Prediction of signalling pathway of synaptic cell adhesion molecules mediating early synapse formation based on bioinformatics
10.3969/j.issn.1674-8115.2019.12.005
- Author:
Guo-Hao MENG
1
Author Information
1. Department of Pathophysiology, Shanghai Jiao Tong University College of Basic Medical Sciences
- Publication Type:Journal Article
- Keywords:
Bioinformatics;
Neurodevelopment;
Protein-protein interaction;
RNA-sequencing;
Synapse formation;
Synaptic cell adhesion molecule (sCAM)
- From:
Journal of Shanghai Jiaotong University(Medical Science)
2019;39(12):1366-1374
- CountryChina
- Language:Chinese
-
Abstract:
Objective • To investigate the signalling pathways mediated by synaptic cell adhesion molecules (sCAMs) in the process of human prenatal synapse formation. Methods • The single-cell RNA-sequencing dataset of prenatal human prefrontal cortex was downloaded from GEO (Gene Expression Omnibus) database. The gene expression dynamics was modelled with pseudotime ordering approach and the protein-protein interaction (PPI) network was constructed by utilizing gene co-expression analysis and PPI database. The interacting molecules and associated pathways of sCAMs were explored. Results • The gene expression dynamics of early synapse formation in excitatory neurons can be modelled with linear trajectory. PPI network analysis identified the interacting molecules of neurexins, neuroligins, and LAR-type receptor-type protein tyrosine phosphatases (LAR-type RPTPs). Guanine nucleotide exchange factor 9 (ARHGEF9) interacted with neurexins and neuroligins, while cell division cycle 42 (CDC42) was the hub of the network.

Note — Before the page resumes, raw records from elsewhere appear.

//! Reporting of protocol misuse.
//!
//! Producer-side misuse (emitting before `start`, starting twice, emitting
//! after the end) never fails the caller. It is reported through a
//! [`Diagnostics`] hook instead, which logs through `tracing` unless the
//! embedding application injects its own.

use std::fmt;
use std::rc::Rc;

use crate::core::ProtocolViolation;

/// Injectable sink for [`ProtocolViolation`]s.
#[derive(Clone)]
pub struct Diagnostics {
    hook: Option<Rc<dyn Fn(&ProtocolViolation)>>,
}

impl Diagnostics {
    /// Route violations to a custom callback.
    pub fn new<F>(hook: F) -> Self
    where
        F: Fn(&ProtocolViolation) + 'static,
    {
        Self {
            hook: Some(Rc::new(hook)),
        }
    }

    /// Log violations as `tracing` warnings.
    pub fn tracing() -> Self {
        Self { hook: None }
    }

    /// Drop violations.
    pub fn silent() -> Self {
        Self::new(|_| {})
    }

    /// Report a violation. Best effort, never fails.
    pub fn report(&self, violation: &ProtocolViolation) {
        #[cfg(feature = "metrics")]
        metrics::counter!(
            "talkback_protocol_violations_total",
            "operation" => violation.operation.as_str()
        )
        .increment(1);

        match &self.hook {
            Some(hook) => hook(violation),
            None => tracing::warn!(
                source = violation.source_name.unwrap_or("anonymous"),
                operation = %violation.operation,
                state = ?violation.state,
                "{}",
                violation
            ),
        }
    }
}

impl Default for Diagnostics {
    fn default() -> Self {
        Self::tracing()
    }
}

impl fmt::Debug for Diagnostics {
    fn fmt(&self, f: &mut fmt::Formatter<'_>) -> fmt::Result {
        match self.hook {
            Some(_) => write!(f, "Diagnostics::Custom"),
            None => write!(f, "Diagnostics::Tracing"),
        }
    }
}
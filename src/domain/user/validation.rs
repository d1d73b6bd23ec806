//! User validation rules

use std::sync::{Arc, LazyLock};

use super::entity::User;
use crate::domain::validation::{
    rules, RuleSet, TracingValidationObserver, ValidationErrors, ValidationObserver,
};

pub const MAX_DISPLAY_NAME_LENGTH: usize = 30;
pub const MIN_BALANCE: f64 = 0.0;
pub const MAX_BALANCE: f64 = 9999.0;
pub const MAX_BALANCE_DECIMAL_PLACES: usize = 4;

static DEFAULT_VALIDATOR: LazyLock<UserValidator> = LazyLock::new(UserValidator::new);

/// Transient projection of the fields the user rules inspect
#[derive(Debug, Clone, PartialEq)]
pub struct UserRules {
    pub display_name: String,
    pub balance: Option<f64>,
    pub is_active: bool,
}

impl From<&User> for UserRules {
    fn from(user: &User) -> Self {
        Self {
            display_name: user.display_name().to_string(),
            balance: Some(user.balance()),
            is_active: user.is_active(),
        }
    }
}

fn user_rule_set() -> RuleSet<UserRules> {
    // is_active needs no runtime rule: the type already guarantees a boolean
    RuleSet::<UserRules>::new()
        .field(
            "displayName",
            |r| r.display_name.as_str(),
            vec![
                rules::not_empty("displayName should not be empty"),
                rules::max_chars(
                    MAX_DISPLAY_NAME_LENGTH,
                    "Display name must be less than 30 characters",
                ),
            ],
        )
        .optional_field(
            "balance",
            |r| r.balance.as_ref(),
            vec![
                rules::finite("balance must be a finite number"),
                rules::max_decimal_places(
                    MAX_BALANCE_DECIMAL_PLACES,
                    "balance must have at most 4 decimal places",
                ),
                rules::min(MIN_BALANCE, "Dust balance must be greater than 0"),
                rules::max(MAX_BALANCE, "Dust balance must be less than 9999"),
            ],
        )
}

/// Checks a [`User`] against its invariants and reports to an observer
#[derive(Debug, Clone)]
pub struct UserValidator {
    rules: Arc<RuleSet<UserRules>>,
    observer: Arc<dyn ValidationObserver>,
}

impl UserValidator {
    /// Validator reporting through `tracing`
    pub fn new() -> Self {
        Self::with_observer(Arc::new(TracingValidationObserver))
    }

    pub fn with_observer(observer: Arc<dyn ValidationObserver>) -> Self {
        Self {
            rules: Arc::new(user_rule_set()),
            observer,
        }
    }

    /// Shared validator used by the entity's own mutators
    pub fn shared() -> &'static Self {
        &DEFAULT_VALIDATOR
    }

    pub fn validate(&self, user: &User) -> Result<(), ValidationErrors> {
        let id = user.id().as_str();

        match self.rules.check(&UserRules::from(user)) {
            Ok(()) => {
                self.observer.on_valid(User::ENTITY_NAME, id);
                Ok(())
            }
            Err(errors) => {
                self.observer.on_invalid(User::ENTITY_NAME, id, &errors);
                Err(errors)
            }
        }
    }
}

impl Default for UserValidator {
    fn default() -> Self {
        Self::new()
    }
}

Amyloid precursor protein (APP) interacted with neuroligins and leucine-rich repeat transmembrane neuronal protein 3 (LRRTM3), which is a ligand of neurexins. Finally, mitogen-activated protein kinase 8 (MAPK8), dual specificity phosphatase 4 (DUSP4), and CDC42, which participate MAPK signalling pathways, were involved in the PPI network of protein tyrosine phosphatase receptor type D (PTPRD, a member of LAR-type RPTPs) and its ligands leucine rich repeat and fibronectin type III domain containing 1 (LRFN1), LRFN2, and LRFN5. Conclusion • Interacting proteins and associated pathways of neurexins, neuroligins, and LAR-type RPTPs can be predicted with bioinformatics methods, which may provide insights in experimental studies.